Nach dem Krieg wurden die Flakstellungen als Behelfsunterkünfte genutzt, sofern sie nicht gesprengt oder beseitigt worden sind. Von der nördlichen Batterie ist heute praktisch nichts mehr vorhanden. Die südliche ist teilweise von der Geschwister-Scholl-Halle überbaut; die Ruinen von vier Stellungen sind dort noch im Unterholz und auf der Wiese nördlich des Luderbachs zu finden. Der Splitterschutzbunker aus Beton, der lange nahe der Geschwister-Scholl-Halle lag, wurde 2019 mit sehr großem Aufwand in den inzwischen umzäunten Bereich am Brüllochsenweg gebracht.

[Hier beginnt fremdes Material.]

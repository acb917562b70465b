use std::sync::OnceLock;
use std::time::Duration;

use intel_core::IntelError;
use regex::Regex;

/// Retry policy for transient provider failures during analysis.
#[derive(Debug, Clone)]
pub struct RetryPolicy {
    /// Total attempt cap, initial call included.
    pub max_attempts: u32,
    /// First backoff delay; doubles each retry.
    pub base_delay: Duration,
    /// Upper bound on any single delay, including provider directives.
    pub ceiling: Duration,
}

impl Default for RetryPolicy {
    fn default() -> Self {
        Self {
            max_attempts: 3,
            base_delay: Duration::from_secs(2),
            ceiling: Duration::from_secs(60),
        }
    }
}

impl RetryPolicy {
    /// Delay before the next attempt, after `attempt` (1-based) just
    /// failed. A "retry after N seconds" directive in the provider error
    /// text overrides the computed backoff; both are capped at the ceiling.
    pub fn delay_after(&self, attempt: u32, error_text: &str) -> Duration {
        if let Some(directive) = parse_retry_after(error_text) {
            return directive.min(self.ceiling);
        }
        let exponent = attempt.saturating_sub(1).min(16);
        let backoff = self.base_delay.saturating_mul(2u32.saturating_pow(exponent));
        backoff.min(self.ceiling)
    }
}

/// Whether the processing loop should retry after this error. Quota and
/// overload failures are transient; everything else returns immediately.
/// Raw API error text is inspected for retryability markers since some
/// providers only surface a status line in the message.
pub fn is_retryable(err: &IntelError) -> bool {
    match err {
        IntelError::QuotaExceeded(_) | IntelError::Overloaded(_) => true,
        IntelError::Api(text) => {
            let text = text.to_ascii_lowercase();
            text.contains("429")
                || text.contains("503")
                || text.contains("quota")
                || text.contains("rate limit")
                || text.contains("overloaded")
                || text.contains("unavailable")
        }
        _ => false,
    }
}

/// Extract an explicit "retry after N seconds" directive from provider
/// error text. Handles the shapes seen in the wild: "retry after 30
/// seconds", "Please retry in 32.5s", "Retry-After: 30". Fractional
/// seconds round up.
pub fn parse_retry_after(text: &str) -> Option<Duration> {
    static RE: OnceLock<Regex> = OnceLock::new();
    let re = RE.get_or_init(|| {
        Regex::new(r"(?i)retry(?:-|\s+)?(?:after|in)\s*:?\s*(\d+(?:\.\d+)?)").unwrap()
    });

    let captures = re.captures(text)?;
    let secs: f64 = captures.get(1)?.as_str().parse().ok()?;
    if !secs.is_finite() || secs < 0.0 {
        return None;
    }
    Some(Duration::from_secs(secs.ceil() as u64))
}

„Keineswegs soll mit dieser Unternehmung einer Verherrlichung des Krieges das Wort geredet werden“, stellt Altbürgermeister und GHK-Vorsitzender Herbert Hunkel beim Rundgang klar. „Es ist vielmehr ein Mahnmal der Zeitgeschichte.“
Der DLB beseitigt an der denkmalgeschützten Anlage regelmäßig Brombeerranken und anderen Bewuchs. Mit der Denkmalschutzbehörde hatte die Stadt seinerzeit entschieden, „die anderen Relikte der Flakstellungen in Würde altern zu lassen. Im Laufe der Zeit werden sie von stacheligem Gestrüpp überwuchert sein“, heißt es im Film. Entsprechend erstaunt sind die Ortskundigen nun, als sie beim Spaziergang feststellen, dass eine Anlage, die sehr zugewuchert war, plötzlich freigeschnitten ist. Es handele sich um ein Versehen, vermutet Hunkel; „dann wird sie halt wieder überwuchern“.
Wo es Buch und Film gibt
Die GHK-Broschüre „Die ehemaligen Flakstellungen in der Neu-Isenburger Ostgemarkung: Eine Dokumentation gegen das Vergessen“ ist in der Stadtbibliothek und im Bürgeramt zum Selbstkostenpreis von 15 Euro erhältlich. Der Film ist abrufbar über die GHK-Internetseite (ghk.schewe-it.de).